Research Fellows Directory
Professor Jonathan Higgins
Inaccurate transmission of chromosomes from mother to daughter cells during cell division has profoundly deleterious consequences. For example, if normal cells produce daughter cells with an incorrect chromosome complement, then cell death is likely to occur. In rare cases such cells may survive and divide further, producing highly abnormal cells typical of many cancers. Additionally, if eggs receive an incorrect number of chromosomes, then infertility or birth defects can occur. Conversely, because cell division is a prerequisite for tumour growth, using drugs to deliberately interfere with it provides an opportunity for cancer therapy. Knowledge in this area is therefore vital to understand a variety of diseases, and to develop methods to prevent and treat them.

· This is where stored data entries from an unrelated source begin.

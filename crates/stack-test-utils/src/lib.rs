//! Shared test utilities for the stackmix workspace.
//!
//! This crate provides fragment store fixtures so crate test suites do
//! not each hand-roll directory trees. It is a dev-dependency only, never
//! published.
//!
//! # Modules
//!
//! - [`store`]: [`TestStore`] builder for fragment trees and state files

pub mod store;

pub use store::TestStore;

To accomplish cell division with high fidelity requires many changes to chromosome structure, including the displacement of proteins that might hinder chromosome segregation, and the recruitment of proteins that allow the chromosomes to be condensed, aligned and sorted into daughters. Throughout all of this, the chromosomes retain markers that remember which genes are on and which are off so that the cell can return to its original state once division is complete. My laboratory studies how these events are controlled in location and timing. In particular, chemical modifications are made to chromosomes by enzymes known as kinases during cell division. These modifications help determine where and when key regulatory factors bind to chromosomes. We want to find out how modification of core chromosomal proteins known as histones controls cell division, how this process contributes to cancer and birth defects, and how it can be exploited for disease therapy.